This is an English translation of 中文原文

Opening: From Individual to System

In the previous volume, we discussed applications at individual and family levels.

This volume discusses system-level applications: city, finance, AI—areas that seem distant but profoundly impact our lives.

Let’s begin.


Scenario Four | City: How to Make Cities More Resilient

Problem: Why Do Some Cities “Collapse at the Slightest Problem”?

Have you seen cities like this:

  • When heavy rain comes, traffic paralyzes.
  • When a certain market closes, nearby residents have difficulty buying groceries.
  • When a pandemic starts, the entire city falls into chaos.

This isn’t “natural disaster,” but the city lacking “resilience.”

Solution: Three Steps to Improve City Resilience

Step One: Spectral Diagnosis (Find City’s “Weak Links”)

View the city as a network:

  • Nodes are functional points (communities, hospitals, schools, transportation hubs, commercial areas).
  • Connections are channels (roads, buses, subways, walkways).

Then, check this network’s “connectivity”:

  • If a certain node fails (like a subway station closes), will it cause widespread paralysis?
  • If a certain connection breaks (like a main road under construction), is there no alternative route?

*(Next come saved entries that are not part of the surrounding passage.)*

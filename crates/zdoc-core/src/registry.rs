//! Insertion-ordered registry of docstring entries with merge-on-insert.
//!
//! [`DocRegistry::merge_insert`] is the operation this crate exists for: it
//! scans the entries in insertion order for one whose type label matches and
//! either appends the argument there or creates a new entry at the end. Labels
//! compare by exact, case-sensitive string equality, so the registry never
//! holds two entries with the same label.
//!
//! Lookup is a linear scan. The number of distinct labels seen while
//! documenting one unit is small, and the scan keeps iteration order and
//! storage in a single `Vec`.

use serde::{Serialize, Serializer};

use crate::entry::{DocEntry, validate_kind};
use crate::errors::{Container, DocError};
use crate::growth;

/// Sizing and growth limits for a [`DocRegistry`].
#[derive(Debug, Clone, Copy, PartialEq, Eq)]
pub struct RegistryOptions {
    /// Entry slots reserved when the registry is created.
    pub initial_capacity: usize,
    /// Argument slots reserved for each entry created by `merge_insert`.
    pub arg_capacity: usize,
    /// Maximum number of entries; further growth raises `AllocationFailure`.
    pub max_entries: Option<usize>,
    /// Maximum number of arguments per entry created by `merge_insert`.
    pub max_args_per_entry: Option<usize>,
}

impl RegistryOptions {
    /// No pre-allocation, single-slot argument lists, no ceilings.
    #[must_use]
    pub const fn new() -> Self {
        Self {
            initial_capacity: 0,
            arg_capacity: 1,
            max_entries: None,
            max_args_per_entry: None,
        }
    }
}

impl Default for RegistryOptions {
    fn default() -> Self {
        Self::new()
    }
}

/// Ordered set of docstring entries, unique by type label.
///
/// Entries appear in the order their label was first seen. The registry owns
/// every entry, label and argument; [`release`](Self::release) or dropping
/// the registry frees them all.
#[derive(Debug)]
pub struct DocRegistry<S = String> {
    entries: Vec<DocEntry<S>>,
    capacity: usize,
    options: RegistryOptions,
}

impl<S> DocRegistry<S> {
    /// An empty registry with no storage reserved and no limits.
    #[must_use]
    pub const fn new() -> Self {
        Self {
            entries: Vec::new(),
            capacity: 0,
            options: RegistryOptions::new(),
        }
    }

    /// An empty registry with storage reserved for `initial_capacity` entries.
    ///
    /// # Errors
    ///
    /// Returns [`DocError::AllocationFailure`] if the reservation cannot be
    /// satisfied.
    pub fn with_capacity(initial_capacity: usize) -> Result<Self, DocError> {
        Self::with_options(RegistryOptions {
            initial_capacity,
            ..RegistryOptions::default()
        })
    }

    /// An empty registry sized and limited by `options`.
    ///
    /// # Errors
    ///
    /// Returns [`DocError::AllocationFailure`] if the initial reservation
    /// cannot be satisfied.
    pub fn with_options(options: RegistryOptions) -> Result<Self, DocError> {
        Ok(Self {
            entries: growth::reserve_initial(Container::Registry, options.initial_capacity)?,
            capacity: options.initial_capacity,
            options,
        })
    }

    #[must_use]
    pub fn len(&self) -> usize {
        self.entries.len()
    }

    #[must_use]
    pub fn is_empty(&self) -> bool {
        self.entries.is_empty()
    }

    /// Entry slots reserved before the next doubling.
    #[must_use]
    pub const fn capacity(&self) -> usize {
        self.capacity
    }

    #[must_use]
    pub const fn options(&self) -> &RegistryOptions {
        &self.options
    }

    /// Traverse entries in first-seen order.
    pub fn iter(&self) -> std::slice::Iter<'_, DocEntry<S>> {
        self.entries.iter()
    }

    /// Release every entry (and transitively its arguments and label), then
    /// the entry storage.
    pub fn release(self) {
        let Self { entries, .. } = self;
        let entry_count = entries.len();
        let arg_count: usize = entries.iter().map(|entry| entry.args().len()).sum();
        for entry in entries {
            entry.release();
        }
        tracing::debug!(
            entries = entry_count,
            args = arg_count,
            "released docstring registry"
        );
    }

    fn push_entry(&mut self, entry: DocEntry<S>) -> Result<(), DocError> {
        growth::reserve_slot(
            &mut self.entries,
            &mut self.capacity,
            self.options.max_entries,
            Container::Registry,
        )?;
        self.entries.push(entry);
        Ok(())
    }
}

impl<S: AsRef<str>> DocRegistry<S> {
    /// Append `entry` after every existing entry.
    ///
    /// The registry's `max_args_per_entry` ceiling applies to the entry from
    /// then on, so later merges into it are bounded like any other entry.
    ///
    /// # Errors
    ///
    /// Returns [`DocError::DuplicateType`] if an entry with the same label is
    /// already registered, or [`DocError::AllocationFailure`] if the entry
    /// already holds more arguments than the ceiling allows or the entry
    /// storage cannot grow. Existing entries are untouched and `entry` is
    /// dropped in every case.
    pub fn add_entry(&mut self, mut entry: DocEntry<S>) -> Result<(), DocError> {
        if self.contains(entry.kind()) {
            tracing::warn!(kind = entry.kind(), "rejected duplicate docstring entry");
            return Err(DocError::DuplicateType(entry.kind().to_string()));
        }
        let ceiling = self.options.max_args_per_entry;
        let held = entry.args().len();
        if let Some(max) = ceiling
            && held > max
        {
            tracing::warn!(
                kind = entry.kind(),
                held,
                max,
                "rejected docstring entry over argument ceiling"
            );
            return Err(DocError::AllocationFailure {
                container: Container::ArgList,
                requested: held,
            });
        }
        entry.set_arg_ceiling(ceiling);
        self.push_entry(entry)
    }

    /// Record `arg` under the type label `kind`.
    ///
    /// If an entry labelled `kind` exists, `arg` is appended to it and `kind`
    /// is dropped, since the stored label already owns that text. Otherwise a
    /// new entry is created for `kind`, holding `arg`, at the end of the
    /// registry.
    ///
    /// # Errors
    ///
    /// Returns [`DocError::InvalidArgument`] for an empty label and
    /// [`DocError::AllocationFailure`] when either the entry's argument list
    /// or the registry cannot grow. On error the registry is unchanged and
    /// both strings are dropped.
    pub fn merge_insert(&mut self, kind: S, arg: S) -> Result<(), DocError> {
        validate_kind(&kind)?;

        if let Some(index) = self.position(kind.as_ref()) {
            drop(kind);
            let entry = &mut self.entries[index];
            tracing::trace!(kind = entry.kind(), "merging argument into existing entry");
            return entry.add_arg(arg);
        }

        let mut entry = DocEntry::with_ceiling(
            kind,
            self.options.arg_capacity,
            self.options.max_args_per_entry,
        )?;
        entry.add_arg(arg)?;
        tracing::debug!(
            kind = entry.kind(),
            index = self.entries.len(),
            "new docstring entry"
        );
        self.push_entry(entry)
    }

    /// Merge-insert every `(kind, arg)` pair in order, stopping at the first
    /// failure.
    ///
    /// Returns the number of pairs merged.
    ///
    /// # Errors
    ///
    /// Returns the first error raised by [`merge_insert`](Self::merge_insert).
    /// Pairs merged before it stay in the registry; the remaining pairs are
    /// dropped unread.
    pub fn merge_all<I>(&mut self, pairs: I) -> Result<usize, DocError>
    where
        I: IntoIterator<Item = (S, S)>,
    {
        let mut merged = 0;
        for (kind, arg) in pairs {
            self.merge_insert(kind, arg)?;
            merged += 1;
        }
        Ok(merged)
    }

    /// The entry labelled `kind`, if any.
    #[must_use]
    pub fn get(&self, kind: &str) -> Option<&DocEntry<S>> {
        self.entries.iter().find(|entry| entry.kind() == kind)
    }

    #[must_use]
    pub fn contains(&self, kind: &str) -> bool {
        self.position(kind).is_some()
    }

    fn position(&self, kind: &str) -> Option<usize> {
        self.entries.iter().position(|entry| entry.kind() == kind)
    }
}

impl<S> Default for DocRegistry<S> {
    fn default() -> Self {
        Self::new()
    }
}

impl<'a, S> IntoIterator for &'a DocRegistry<S> {
    type Item = &'a DocEntry<S>;
    type IntoIter = std::slice::Iter<'a, DocEntry<S>>;

    fn into_iter(self) -> Self::IntoIter {
        self.entries.iter()
    }
}

impl<S> IntoIterator for DocRegistry<S> {
    type Item = DocEntry<S>;
    type IntoIter = std::vec::IntoIter<DocEntry<S>>;

    fn into_iter(self) -> Self::IntoIter {
        self.entries.into_iter()
    }
}

impl<S: Serialize> Serialize for DocRegistry<S> {
    fn serialize<Ser: Serializer>(&self, serializer: Ser) -> Result<Ser::Ok, Ser::Error> {
        serializer.collect_seq(&self.entries)
    }
}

Those “one failure causes total paralysis” nodes and connections are weak links.

Step Two: Add Edges/Adjust Weights (Increase Redundancy and Diversity)

After finding weak links, two ways to strengthen:

  • Add edges: Add new connections. For example, between two isolated communities, build a new road.
  • Adjust weights: Improve existing connection capacity. For example, widen narrow road, change one-way to two-way.

The key is: don’t only focus on “busiest traffic” places, but on “most easily broken” places.

Step Three: Public Window Positioning (Build Cross-Group Spaces at “Bottlenecks”)

In cities, different groups are often isolated:

  • Wealthy areas and working areas don’t interact.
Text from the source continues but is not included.